- INPUT DATA:
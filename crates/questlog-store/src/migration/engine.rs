//! MigrationEngine: one-shot, per-identity promotion of legacy global data.
//!
//! The status check is synchronous and happens before any asynchronous work.
//! Two overlapping `init()` calls can therefore both see `Pending` and both
//! run the steps; that is redundant work, not a bug, because each step skips
//! when the identity already has its data.

use std::sync::Arc;

use crate::clock::{Clock, SystemClock};
use crate::config::MigrationConfig;
use crate::storage::{DataService, KeyValueStore};
use crate::types::Identity;

use super::status::{self, MigrationState};
use super::steps::{default_steps, MigrationContext, MigrationStep, StepOutcome};

// ============================================================================
// Outcome types
// ============================================================================

#[derive(Debug, Clone, Copy, PartialEq, Eq)]
pub enum SkipReason {
    /// Nobody is signed in.
    NoIdentity,
    /// `DataService::init` has not selected a backend yet.
    BackendNotReady,
}

#[derive(Debug, Clone, PartialEq, Eq)]
pub struct StepReport {
    pub step: &'static str,
    pub outcome: StepOutcome,
}

#[derive(Debug, Clone, PartialEq, Eq)]
pub struct MigrationReport {
    pub identity: Identity,
    pub steps: Vec<StepReport>,
    /// False if the completion flag could not be written; the next `init()`
    /// will run the (idempotent) steps again.
    pub status_persisted: bool,
}

impl MigrationReport {
    pub fn failed_steps(&self) -> impl Iterator<Item = &StepReport> {
        self.steps
            .iter()
            .filter(|s| matches!(s.outcome, StepOutcome::Failed(_)))
    }
}

#[derive(Debug, Clone, PartialEq, Eq)]
pub enum MigrationOutcome {
    Skipped(SkipReason),
    AlreadyCompleted,
    Completed(MigrationReport),
}

impl MigrationOutcome {
    /// True when the identity ends up migrated (now or earlier).
    pub fn is_success(&self) -> bool {
        matches!(
            self,
            MigrationOutcome::AlreadyCompleted | MigrationOutcome::Completed(_)
        )
    }
}

// ============================================================================
// MigrationEngine
// ============================================================================

pub struct MigrationEngine {
    service: Arc<DataService>,
    device: Arc<dyn KeyValueStore>,
    config: MigrationConfig,
    clock: Arc<dyn Clock>,
    steps: Vec<Box<dyn MigrationStep>>,
}

impl MigrationEngine {
    /// `device` holds the migration flags and the legacy global keys.
    pub fn new(
        service: Arc<DataService>,
        device: Arc<dyn KeyValueStore>,
        config: MigrationConfig,
    ) -> Self {
        Self {
            service,
            device,
            config,
            clock: Arc::new(SystemClock),
            steps: default_steps(),
        }
    }

    pub fn with_clock(mut self, clock: Arc<dyn Clock>) -> Self {
        self.clock = clock;
        self
    }

    /// Append a step after the built-in ones.
    pub fn with_step(mut self, step: Box<dyn MigrationStep>) -> Self {
        self.steps.push(step);
        self
    }

    pub fn state(&self, identity: &Identity) -> MigrationState {
        status::read_state(self.device.as_ref(), identity)
    }

    /// Run the migration for the signed-in identity unless it already ran.
    pub async fn init(&self) -> MigrationOutcome {
        let identity = match self.ready_identity() {
            Ok(id) => id,
            Err(reason) => return MigrationOutcome::Skipped(reason),
        };
        if self.state(&identity) == MigrationState::Completed {
            tracing::debug!(identity = %identity, "migration already completed");
            return MigrationOutcome::AlreadyCompleted;
        }
        MigrationOutcome::Completed(self.run_steps(identity).await)
    }

    /// Clear the status and run unconditionally.
    pub async fn force_migration(&self) -> MigrationOutcome {
        let identity = match self.ready_identity() {
            Ok(id) => id,
            Err(reason) => return MigrationOutcome::Skipped(reason),
        };
        if let Err(e) = status::clear(self.device.as_ref(), &identity) {
            tracing::warn!(identity = %identity, error = %e, "could not clear migration status");
        }
        MigrationOutcome::Completed(self.run_steps(identity).await)
    }

    /// Reset the signed-in identity to `Pending` without running anything.
    pub fn clear_migration_status(&self) -> bool {
        let Some(identity) = self.service.authenticated_identity() else {
            return false;
        };
        match status::clear(self.device.as_ref(), &identity) {
            Ok(()) => true,
            Err(e) => {
                tracing::warn!(identity = %identity, error = %e, "could not clear migration status");
                false
            }
        }
    }

    fn ready_identity(&self) -> Result<Identity, SkipReason> {
        let identity = self
            .service
            .authenticated_identity()
            .ok_or(SkipReason::NoIdentity)?;
        if !self.service.is_ready() {
            return Err(SkipReason::BackendNotReady);
        }
        Ok(identity)
    }

    async fn run_steps(&self, identity: Identity) -> MigrationReport {
        tracing::info!(identity = %identity, "running data migration");
        let ctx = MigrationContext {
            identity: &identity,
            service: self.service.as_ref(),
            device: self.device.as_ref(),
            config: &self.config,
            now: self.clock.now_millis(),
        };

        let mut steps = Vec::with_capacity(self.steps.len());
        for step in &self.steps {
            let outcome = match step.run(&ctx).await {
                Ok(outcome) => outcome,
                Err(e) => {
                    tracing::error!(identity = %identity, step = step.name(), error = %e, "migration step failed");
                    StepOutcome::Failed(e.to_string())
                }
            };
            tracing::debug!(identity = %identity, step = step.name(), outcome = ?outcome, "migration step finished");
            steps.push(StepReport {
                step: step.name(),
                outcome,
            });
        }

        let status_persisted = match status::mark_completed(self.device.as_ref(), &identity) {
            Ok(()) => true,
            Err(e) => {
                tracing::warn!(identity = %identity, error = %e, "could not persist migration status");
                false
            }
        };

        MigrationReport {
            identity,
            steps,
            status_persisted,
        }
    }
}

- EXERCISE AIM: Say how many lines in the preceding material include the word "KeyValueStore", with no other words in the reply.

- WRITTEN ANSWER: 3